I genitori di Chiara e Riccardo «Vittime innocenti dell'odio»

17 Giugno Giu 2017 17 giugno 2017

Letta in aula la missiva delle famiglie dei fidanzati morti nell'esplosione. L'imputato Pellicanò in lacrime

Cristina Bassi

Si trovavano nel posto sbagliato al momento sbagliato, si dirà. Ma Chiara e Riccardo erano nel luogo più sicuro, casa propria, e nelle ore più serene, quelle di una sonnolenta domenica mattina. Finiti in una storia di ossessione e vendetta che non era la loro, travolti e uccisi a neppure 30 anni dall'esplosione di via Brioschi.

A un anno dal disastro (12 giugno 2016), nell'udienza del processo con il rito abbreviato davanti al gup Chiara Valori, i genitori di Chiara Magnamassa e Riccardo Maglianesi hanno depositato una lettera. Imputato è Giuseppe Pellicanò, pubblicitario 53enne, vicino di casa dei fidanzati marchigiani. Il pm Elio Ramondini accusa Pellicanò di strage e devastazione e ha chiesto la condanna all'ergastolo. Lo scoppio uccise anche Micaela Masella, moglie dell'uomo. Le due bambine della coppia rimasero gravemente ustionate. Secondo l'accusa, il 53enne svitò il tubo del gas perché non accettava che la compagna stesse per lasciarlo per un altro. La missiva delle famiglie Magnamassa e Maglianesi, assistite dall'avvocato Valeria Attili, è commovente e terribile. E non ha bisogno di commenti: «Siamo i genitori di Riccardo e Chiara e desideriamo portare la nostra testimonianza in questo processo, in quanto coinvolti personalmente in una vicenda assurda e sanguinosa, che ci lascia distrutti e sgomenti. Vogliamo farlo provando a tenere a distanza la rabbia, che pure è la compagna inseparabile della nostra vita ferita a morte e ancor più ogni voglia torbida di vendetta, alla quale cerchiamo di resistere con tutte le nostre forze, convinti come siamo che la sofferenza del colpevole si aggiunge a quella delle vittime e non può minimamente alleviarla né restituirci i nostri ragazzi». I famigliari di Chiara e Riccardo dicono di non voler interferire con la «logica alta della giustizia», ma di voler condividere alcune domande: «Perché i nostri figli hanno dovuto pagare un prezzo così atroce e irreparabile per una storia che non è - non è mai stata, nemmeno per un istante - la loro storia? Perché una fine così orrenda, così assurda, che racchiude in sé caratteri dell'ingiustizia assoluta?».

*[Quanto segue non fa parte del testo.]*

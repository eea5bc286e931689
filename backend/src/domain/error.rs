//! Domain-level error types.
//!
//! These errors are transport agnostic. Inbound adapters map them to HTTP
//! responses or any other protocol-specific envelope.

use serde::{Deserialize, Serialize};
use serde_json::Value;
use utoipa::ToSchema;

use crate::domain::TraceId;

/// Header carrying the request trace identifier on error responses.
pub const TRACE_ID_HEADER: &str = "trace-id";

/// Stable machine-readable error code describing the failure category.
#[derive(Debug, Clone, Copy, PartialEq, Eq, Hash, Serialize, Deserialize, ToSchema)]
#[non_exhaustive]
#[serde(rename_all = "snake_case")]
pub enum ErrorCode {
    /// The request is well formed but fails validation.
    InvalidRequest,
    /// The request body or path could not be decoded into the expected shape.
    UnprocessableEntity,
    /// The requested resource does not exist.
    NotFound,
    /// The peer service failed in a way that aborts the operation.
    UpstreamFailure,
    /// An unexpected error occurred inside the domain.
    InternalError,
}

/// Domain error payload.
///
/// ## Invariants
/// - `message` must be non-empty once trimmed of whitespace.
/// - `trace_id`, when present, must be non-empty.
///
/// # Examples
/// ```
/// use dataproc::domain::{Error, ErrorCode};
///
/// let err = Error::new(ErrorCode::NotFound, "missing");
/// assert_eq!(err.code(), ErrorCode::NotFound);
/// ```
#[derive(Debug, Clone, PartialEq, Serialize, Deserialize, ToSchema)]
#[serde(try_from = "ErrorDto", into = "ErrorDto")]
#[schema(rename_all = "camelCase")]
pub struct Error {
    #[schema(example = "invalid_request")]
    code: ErrorCode,
    #[schema(example = "Something went wrong")]
    message: String,
    trace_id: Option<String>,
    details: Option<Value>,
}

/// Validation errors emitted by the constructors.
#[derive(Debug, Clone, PartialEq, Eq, thiserror::Error)]
pub enum ErrorValidationError {
    /// The message was blank.
    #[error("error message must not be empty")]
    EmptyMessage,
    /// The trace identifier was blank.
    #[error("trace identifier must not be empty")]
    EmptyTraceId,
}

impl Error {
    /// Create a new error, panicking if validation fails.
    ///
    /// Captures the current trace identifier if one is in scope so the error
    /// payload is correlated automatically.
    pub fn new(code: ErrorCode, message: impl Into<String>) -> Self {
        match Self::try_new(code, message) {
            Ok(value) => value,
            Err(err) => panic!("error messages must satisfy validation: {err}"),
        }
    }

    /// Fallible constructor that validates the message content.
    pub fn try_new(code: ErrorCode, message: impl Into<String>) -> Result<Self, ErrorValidationError> {
        let message = message.into();
        if message.trim().is_empty() {
            return Err(ErrorValidationError::EmptyMessage);
        }
        Ok(Self {
            code,
            message,
            trace_id: TraceId::current().map(|id| id.to_string()),
            details: None,
        })
    }

    /// Stable machine-readable error code.
    pub fn code(&self) -> ErrorCode {
        self.code
    }

    /// Human-readable message returned to adapters.
    pub fn message(&self) -> &str {
        self.message.as_str()
    }

    /// Correlation identifier captured when the error was raised.
    pub fn trace_id(&self) -> Option<&str> {
        self.trace_id.as_deref()
    }

    /// Supplementary error details for adapters.
    pub fn details(&self) -> Option<&Value> {
        self.details.as_ref()
    }

    /// Attach a trace identifier, panicking on blank values.
    pub fn with_trace_id(self, id: impl Into<String>) -> Self {
        match self.try_with_trace_id(id) {
            Ok(value) => value,
            Err(err) => panic!("trace identifiers must satisfy validation: {err}"),
        }
    }

    /// Attach a trace identifier after validating it.
    pub fn try_with_trace_id(
        mut self,
        id: impl Into<String>,
    ) -> Result<Self, ErrorValidationError> {
        let id = id.into();
        if id.trim().is_empty() {
            return Err(ErrorValidationError::EmptyTraceId);
        }
        self.trace_id = Some(id);
        Ok(self)
    }

    /// Attach structured details to the error.
    ///
    /// # Examples
    /// ```
    /// use dataproc::domain::Error;
    /// use serde_json::json;
    ///
    /// let err = Error::invalid_request("bad").with_details(json!({ "field": "id" }));
    /// assert!(err.details().is_some());
    /// ```
    pub fn with_details(mut self, details: Value) -> Self {
        self.details = Some(details);
        self
    }

    /// Convenience constructor for [`ErrorCode::InvalidRequest`].
    pub fn invalid_request(message: impl Into<String>) -> Self {
        Self::new(ErrorCode::InvalidRequest, message)
    }

    /// Convenience constructor for [`ErrorCode::UnprocessableEntity`].
    pub fn unprocessable(message: impl Into<String>) -> Self {
        Self::new(ErrorCode::UnprocessableEntity, message)
    }

    /// Convenience constructor for [`ErrorCode::NotFound`].
    pub fn not_found(message: impl Into<String>) -> Self {
        Self::new(ErrorCode::NotFound, message)
    }

    /// Convenience constructor for [`ErrorCode::UpstreamFailure`].
    pub fn upstream(message: impl Into<String>) -> Self {
        Self::new(ErrorCode::UpstreamFailure, message)
    }

    /// Convenience constructor for [`ErrorCode::InternalError`].
    pub fn internal(message: impl Into<String>) -> Self {
        Self::new(ErrorCode::InternalError, message)
    }
}

impl std::fmt::Display for Error {
    fn fmt(&self, f: &mut std::fmt::Formatter<'_>) -> std::fmt::Result {
        write!(f, "{}", self.message)
    }
}

impl std::error::Error for Error {}

#[derive(Debug, Clone, Serialize, Deserialize, ToSchema)]
#[serde(rename_all = "camelCase")]
struct ErrorDto {
    code: ErrorCode,
    message: String,
    #[serde(default, skip_serializing_if = "Option::is_none", alias = "trace_id")]
    trace_id: Option<String>,
    #[serde(default, skip_serializing_if = "Option::is_none")]
    details: Option<Value>,
}

impl From<Error> for ErrorDto {
    fn from(value: Error) -> Self {
        Self {
            code: value.code,
            message: value.message,
            trace_id: value.trace_id,
            details: value.details,
        }
    }
}

impl TryFrom<ErrorDto> for Error {
    type Error = ErrorValidationError;

    fn try_from(value: ErrorDto) -> Result<Self, Self::Error> {
        let ErrorDto {
            code,
            message,
            trace_id,
            details,
        } = value;

        let mut error = Error::try_new(code, message)?;
        // Deserialised payloads carry their own correlation, never the ambient one.
        error.trace_id = None;
        if let Some(id) = trace_id {
            error = error.try_with_trace_id(id)?;
        }
        error.details = details;
        Ok(error)
    }
}
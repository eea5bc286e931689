//! Request-scoped trace identifier for correlating logs and error payloads.
//!
//! The identifier lives in Tokio task-local storage. Task-locals are not
//! inherited by spawned tasks, so wrap spawned work in [`TraceId::scope`] to
//! keep the correlation.

use std::future::Future;

use tokio::task_local;
use uuid::Uuid;

task_local! {
    static TRACE_ID: TraceId;
}

/// Per-request trace identifier exposed via task-local storage.
///
/// # Examples
/// ```
/// use dataproc::TraceId;
///
/// async fn handler() -> Option<String> {
///     TraceId::current().map(|id| id.to_string())
/// }
/// ```
#[derive(Debug, Clone, Copy, PartialEq, Eq)]
pub struct TraceId(Uuid);

impl TraceId {
    /// Generate a new random trace identifier.
    #[must_use]
    pub fn generate() -> Self {
        Self(Uuid::new_v4())
    }

    /// Returns the current trace identifier if one is in scope.
    #[must_use]
    pub fn current() -> Option<Self> {
        TRACE_ID.try_with(|id| *id).ok()
    }

    /// Execute the provided future with the supplied trace identifier in scope.
    ///
    /// # Examples
    /// ```
    /// use dataproc::TraceId;
    ///
    /// # tokio::runtime::Runtime::new().expect("runtime").block_on(async {
    /// let trace_id = TraceId::generate();
    /// let observed = TraceId::scope(trace_id, async move { TraceId::current() }).await;
    /// assert_eq!(observed, Some(trace_id));
    /// # });
    /// ```
    pub async fn scope<Fut>(trace_id: TraceId, fut: Fut) -> Fut::Output
    where
        Fut: Future,
    {
        TRACE_ID.scope(trace_id, fut).await
    }
}

impl std::fmt::Display for TraceId {
    fn fmt(&self, f: &mut std::fmt::Formatter<'_>) -> std::fmt::Result {
        write!(f, "{}", self.0)
    }
}

impl std::str::FromStr for TraceId {
    type Err = uuid::Error;

    fn from_str(s: &str) -> Result<Self, Self::Err> {
        Ok(Self(Uuid::parse_str(s)?))
    }
}

#[cfg(test)]
mod tests {
    use super::*;

    #[tokio::test]
    async fn current_reflects_scope() {
        let expected = TraceId::generate();
        let observed = TraceId::scope(expected, async move { TraceId::current() }).await;
        assert_eq!(observed, Some(expected));
    }

    #[tokio::test]
    async fn current_is_none_out_of_scope() {
        assert!(TraceId::current().is_none());
    }

    #[test]
    fn parses_uuid_strings() {
        let trace_id: TraceId = Uuid::nil().to_string().parse().expect("parse uuid");
        assert_eq!(trace_id.to_string(), Uuid::nil().to_string());
        assert!("not-a-uuid".parse::<TraceId>().is_err());
    }
}
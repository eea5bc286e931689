//! Cross-record analytics.
//!
//! The summary is recomputed on every request from the current store
//! contents. Ages are resolved per record through [`AgeResolver`] with a
//! bounded fan-out; sum and histogram are order independent, so completion
//! order does not affect the result.

use std::collections::BTreeMap;
use std::num::NonZeroUsize;
use std::sync::Arc;

use async_trait::async_trait;
use futures_util::StreamExt;
use futures_util::stream;
use serde::{Deserialize, Serialize, Serializer};
use tracing::{debug, error};
use utoipa::ToSchema;

use crate::domain::ports::{AnalyticsQuery, RecordStore};
use crate::domain::record::{CONFIDENCE_LEVEL, DATA_QUALITY_SCORE, PROCESSING_TIME_MS};
use crate::domain::{AgeCategory, AgeResolver};

/// Default number of concurrent peer lookups during aggregation.
pub const DEFAULT_LOOKUP_CONCURRENCY: NonZeroUsize = match NonZeroUsize::new(4) {
    Some(value) => value,
    None => NonZeroUsize::MIN,
};

/// Synthesised processing statistics. Only `total_processed` is measured.
#[derive(Debug, Clone, PartialEq, Serialize, Deserialize, ToSchema)]
pub struct ProcessingStats {
    /// Number of stored records.
    pub total_processed: usize,
    pub avg_processing_time_ms: u64,
    pub avg_confidence_level: f64,
    pub avg_data_quality_score: f64,
}

impl ProcessingStats {
    fn for_count(total_processed: usize) -> Self {
        Self {
            total_processed,
            avg_processing_time_ms: PROCESSING_TIME_MS,
            avg_confidence_level: CONFIDENCE_LEVEL,
            avg_data_quality_score: DATA_QUALITY_SCORE,
        }
    }
}

/// Aggregate statistics across every stored record.
///
/// An empty store serialises `age_distribution` and `processing_stats` as
/// empty objects.
#[derive(Debug, Clone, PartialEq, Serialize, ToSchema)]
pub struct AggregateSummary {
    /// Number of stored records.
    pub total_users: usize,
    /// Mean age rounded to two decimal places.
    pub average_age: f64,
    /// Record count per age category; empty when nothing is stored.
    pub age_distribution: BTreeMap<AgeCategory, u64>,
    /// Fixed processing statistics, or `{}` when nothing is stored.
    #[serde(serialize_with = "empty_object_when_none")]
    #[schema(value_type = Object)]
    pub processing_stats: Option<ProcessingStats>,
}

impl AggregateSummary {
    /// Summary reported when nothing has been processed.
    #[must_use]
    pub fn empty() -> Self {
        Self {
            total_users: 0,
            average_age: 0.0,
            age_distribution: BTreeMap::new(),
            processing_stats: None,
        }
    }
}

fn empty_object_when_none<S>(stats: &Option<ProcessingStats>, serializer: S) -> Result<S::Ok, S::Error>
where
    S: Serializer,
{
    use serde::ser::SerializeMap;

    match stats {
        Some(stats) => stats.serialize(serializer),
        None => serializer.serialize_map(Some(0))?.end(),
    }
}

/// Round to two decimal places, sending exact halves to the even neighbour.
fn round_to_cents(value: f64) -> f64 {
    (value * 100.0).round_ties_even() / 100.0
}

/// Analytics use-case backed by the record store and the age resolver.
#[derive(Clone)]
pub struct AnalyticsService {
    store: Arc<dyn RecordStore>,
    resolver: AgeResolver,
    concurrency: NonZeroUsize,
}

impl AnalyticsService {
    /// Create the service with the default lookup concurrency.
    pub fn new(store: Arc<dyn RecordStore>, resolver: AgeResolver) -> Self {
        Self::with_concurrency(store, resolver, DEFAULT_LOOKUP_CONCURRENCY)
    }

    /// Create the service with an explicit lookup concurrency.
    ///
    /// A concurrency of one performs lookups strictly one at a time.
    pub fn with_concurrency(
        store: Arc<dyn RecordStore>,
        resolver: AgeResolver,
        concurrency: NonZeroUsize,
    ) -> Self {
        Self {
            store,
            resolver,
            concurrency,
        }
    }
}

#[async_trait]
impl AnalyticsQuery for AnalyticsService {
    async fn summarize(&self) -> AggregateSummary {
        let records = match self.store.list_all().await {
            Ok(records) => records,
            Err(err) => {
                error!(error = %err, "record store listing failed; reporting empty analytics");
                return AggregateSummary::empty();
            }
        };
        if records.is_empty() {
            return AggregateSummary::empty();
        }

        let mut age_distribution: BTreeMap<AgeCategory, u64> =
            AgeCategory::ALL.into_iter().map(|category| (category, 0)).collect();
        for record in &records {
            *age_distribution
                .entry(record.processed_data.age_category)
                .or_default() += 1;
        }

        let resolver = &self.resolver;
        let keys: Vec<_> = records
            .iter()
            .map(|record| (record.user_id, record.processed_data.age_category))
            .collect();
        let lookups = keys
            .into_iter()
            .map(|(user_id, category)| async move { resolver.resolve(user_id, category).await });
        let (sum, estimated) = stream::iter(lookups)
            .buffer_unordered(self.concurrency.get())
            .fold((0.0_f64, 0_usize), |(sum, estimated), resolved| async move {
                (sum + resolved.value(), estimated + usize::from(resolved.is_estimate()))
            })
            .await;

        let total_users = records.len();
        let average_age = round_to_cents(sum / total_users as f64);
        debug!(total_users, estimated, average_age, "analytics summary computed");

        AggregateSummary {
            total_users,
            average_age,
            age_distribution,
            processing_stats: Some(ProcessingStats::for_count(total_users)),
        }
    }
}

#[cfg(test)]
mod tests {
    use super::*;
    use crate::domain::ports::{MockPeerService, MockRecordStore, PeerServiceError, RecordStoreError};
    use crate::domain::{DerivedRecord, RawUser, UserId};
    use chrono::Local;
    use rstest::rstest;
    use serde_json::json;

    fn record(id: i64, age: i64) -> DerivedRecord {
        let raw = RawUser {
            id: Some(id),
            name: format!("user-{id}"),
            email: format!("user{id}@example.com"),
            age,
        };
        DerivedRecord::build(UserId::new(id).expect("fixture id"), &raw, Local::now())
    }

    fn store_with(records: Vec<DerivedRecord>) -> Arc<dyn RecordStore> {
        let mut store = MockRecordStore::new();
        store
            .expect_list_all()
            .times(1)
            .return_once(move || Ok(records));
        Arc::new(store)
    }

    fn service(store: Arc<dyn RecordStore>, peer: MockPeerService) -> AnalyticsService {
        AnalyticsService::new(store, AgeResolver::new(Arc::new(peer)))
    }

    #[tokio::test]
    async fn empty_store_reports_zeros_without_peer_calls() {
        let mut peer = MockPeerService::new();
        peer.expect_fetch_user_age().times(0);

        let summary = service(store_with(Vec::new()), peer).summarize().await;

        assert_eq!(summary, AggregateSummary::empty());
        assert_eq!(
            serde_json::to_value(&summary).expect("summary serialises"),
            json!({
                "total_users": 0,
                "average_age": 0.0,
                "age_distribution": {},
                "processing_stats": {}
            })
        );
    }

    #[tokio::test]
    async fn averages_live_ages_and_counts_categories() {
        let mut peer = MockPeerService::new();
        peer.expect_fetch_user_age()
            .times(3)
            .returning(|id| Ok(match id.get() {
                1 => 21.0,
                2 => 35.0,
                _ => 71.0,
            }));

        let summary = service(store_with(vec![record(1, 21), record(2, 35), record(3, 71)]), peer)
            .summarize()
            .await;

        assert_eq!(summary.total_users, 3);
        assert_eq!(summary.average_age, 42.33);
        assert_eq!(
            summary.age_distribution,
            BTreeMap::from([
                (AgeCategory::Young, 1),
                (AgeCategory::Middle, 1),
                (AgeCategory::Senior, 1),
            ])
        );
        assert_eq!(summary.processing_stats, Some(ProcessingStats::for_count(3)));
    }

    #[tokio::test]
    async fn unreachable_peer_uses_category_estimates() {
        let mut peer = MockPeerService::new();
        peer.expect_fetch_user_age()
            .times(3)
            .returning(|_| Err(PeerServiceError::connection("connection refused")));

        let summary = service(store_with(vec![record(1, 19), record(2, 44), record(3, 44)]), peer)
            .summarize()
            .await;

        // (25 + 40 + 40) / 3
        assert_eq!(summary.average_age, 35.0);
        assert_eq!(summary.age_distribution[&AgeCategory::Middle], 2);
        assert_eq!(summary.age_distribution[&AgeCategory::Senior], 0);
    }

    #[tokio::test]
    async fn mixes_live_and_estimated_ages() {
        let mut peer = MockPeerService::new();
        peer.expect_fetch_user_age().times(2).returning(|id| {
            if id.get() == 1 {
                Ok(30.0)
            } else {
                Err(PeerServiceError::timeout("deadline elapsed"))
            }
        });

        let summary = service(store_with(vec![record(1, 30), record(2, 60)]), peer)
            .summarize()
            .await;

        assert_eq!(summary.average_age, 45.0);
    }

    #[tokio::test]
    async fn sequential_lookups_give_the_same_result() {
        let mut peer = MockPeerService::new();
        peer.expect_fetch_user_age()
            .times(2)
            .returning(|id| Ok(if id.get() == 1 { 10.0 } else { 11.0 }));
        let analytics = AnalyticsService::with_concurrency(
            store_with(vec![record(1, 10), record(2, 11)]),
            AgeResolver::new(Arc::new(peer)),
            NonZeroUsize::MIN,
        );

        assert_eq!(analytics.summarize().await.average_age, 10.5);
    }

    #[tokio::test]
    async fn store_error_reports_empty_summary() {
        let mut store = MockRecordStore::new();
        store
            .expect_list_all()
            .return_once(|| Err(RecordStoreError::not_found(0_i64)));
        let mut peer = MockPeerService::new();
        peer.expect_fetch_user_age().times(0);

        let summary = service(Arc::new(store), peer).summarize().await;

        assert_eq!(summary, AggregateSummary::empty());
    }

    #[tokio::test]
    async fn exact_half_cent_average_rounds_to_even() {
        let mut peer = MockPeerService::new();
        peer.expect_fetch_user_age()
            .times(8)
            .returning(|id| Ok(if id.get() == 1 { 21.0 } else { 20.0 }));
        let records = (1..=8).map(|id| record(id, 20)).collect();

        let summary = service(store_with(records), peer).summarize().await;

        // 161 / 8 = 20.125
        assert_eq!(summary.average_age, 20.12);
    }

    #[rstest]
    #[case(42.333_333, 42.33)]
    #[case(10.005_1, 10.01)]
    #[case(20.125, 20.12)]
    #[case(20.375, 20.38)]
    #[case(0.0, 0.0)]
    fn rounds_to_two_decimals(#[case] value: f64, #[case] expected: f64) {
        assert_eq!(round_to_cents(value), expected);
    }
}
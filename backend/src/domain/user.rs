//! Raw user input accepted from callers and from the peer service.

use std::fmt;

use serde::{Deserialize, Serialize};
use utoipa::ToSchema;

/// Validation errors raised before a raw user may be processed.
#[derive(Debug, Clone, Copy, PartialEq, Eq)]
pub enum UserValidationError {
    /// The id was absent, null or zero.
    MissingId,
}

impl fmt::Display for UserValidationError {
    fn fmt(&self, f: &mut fmt::Formatter<'_>) -> fmt::Result {
        match self {
            Self::MissingId => write!(f, "User ID is required"),
        }
    }
}

impl std::error::Error for UserValidationError {}

/// Non-zero integer identifier keying derived records.
///
/// # Examples
/// ```
/// use dataproc::domain::UserId;
///
/// assert!(UserId::new(0).is_err());
/// assert_eq!(UserId::new(7).expect("non-zero").get(), 7);
/// ```
#[derive(Debug, Clone, Copy, PartialEq, Eq, Hash, PartialOrd, Ord, Serialize, Deserialize, ToSchema)]
#[serde(try_from = "i64", into = "i64")]
#[schema(value_type = i64, example = 7)]
pub struct UserId(i64);

impl UserId {
    /// Validate and construct a [`UserId`].
    pub fn new(id: i64) -> Result<Self, UserValidationError> {
        if id == 0 {
            return Err(UserValidationError::MissingId);
        }
        Ok(Self(id))
    }

    /// Access the raw integer.
    #[must_use]
    pub fn get(self) -> i64 {
        self.0
    }
}

impl fmt::Display for UserId {
    fn fmt(&self, f: &mut fmt::Formatter<'_>) -> fmt::Result {
        write!(f, "{}", self.0)
    }
}

impl From<UserId> for i64 {
    fn from(value: UserId) -> Self {
        value.0
    }
}

impl TryFrom<i64> for UserId {
    type Error = UserValidationError;

    fn try_from(value: i64) -> Result<Self, Self::Error> {
        Self::new(value)
    }
}

/// User record as supplied by an external caller.
///
/// The identifier is optional on the wire so a missing id surfaces as a
/// validation error rather than a decode failure.
///
/// Example JSON:
/// `{"id":7,"name":"Ada","email":"ada@example.com","age":36}`
#[derive(Debug, Clone, PartialEq, Eq, Serialize, Deserialize, ToSchema)]
pub struct RawUser {
    /// Caller-assigned identifier; absent or zero ids are rejected.
    #[serde(default)]
    #[schema(example = 7)]
    pub id: Option<i64>,
    /// Display name.
    #[schema(example = "Ada")]
    pub name: String,
    /// Contact email; not validated.
    #[schema(example = "ada@example.com")]
    pub email: String,
    /// Age in years as supplied by the caller.
    #[schema(example = 36)]
    pub age: i64,
}

impl RawUser {
    /// Return the validated identifier, rejecting absent or zero ids.
    pub fn require_id(&self) -> Result<UserId, UserValidationError> {
        self.id
            .ok_or(UserValidationError::MissingId)
            .and_then(UserId::new)
    }
}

Una famiglia spezzata e, nell'appartamento accanto, una famiglia che stava nascendo. Quello che brucia maggiormente: «È diventata realtà l'ipotesi più inconcepibile e inimmaginabile, mentre si è trasformato in sogno impossibile un futuro che questi ragazzi avevano preparato laboriosamente e onestamente, mettendo a frutto con responsabilità e dedizione ammirevoli i sacrifici di noi genitori». Le domande sono per le famiglie «un peso che non riusciamo a portare». Conclude la lettera: «I nostri ragazzi, vittime indirette di un conflitto maturato in un circuito domestico cui erano totalmente estranei, sono innocenti in senso assoluto: assoluta è l'ingiustizia che hanno subito, assolutamente ingiustificabile la loro perdita».

Alla lettura di queste parole Pellicanò, che era in aula, è scoppiato in lacrime. La parte civile ha chiesto un risarcimento di 1,2 milioni di euro e ha depositato anche le osservazioni dei consulenti tecnici Marco Ricci Messori e Monia Vagni. Il reato, scrivono, è riconducibile «a uno stato passionale mosso da sentimenti di rabbia, rancore e desiderio di vendetta». L'azione inoltre è stata «premeditata e programmata», con «lucidità e strategia esecutiva ponderate e studiate». Pellicanò, valutano i consulenti, non era affetto da alcuno stato di «malattia» o di «patologia depressiva» che giustifichi le sue azioni. I difensori Giorgio Perroni e Francesco Giovannini hanno chiesto l'assoluzione: «Pellicanò non aveva la volontà di uccidere», hanno dichiarato. La sentenza è attesa lunedì.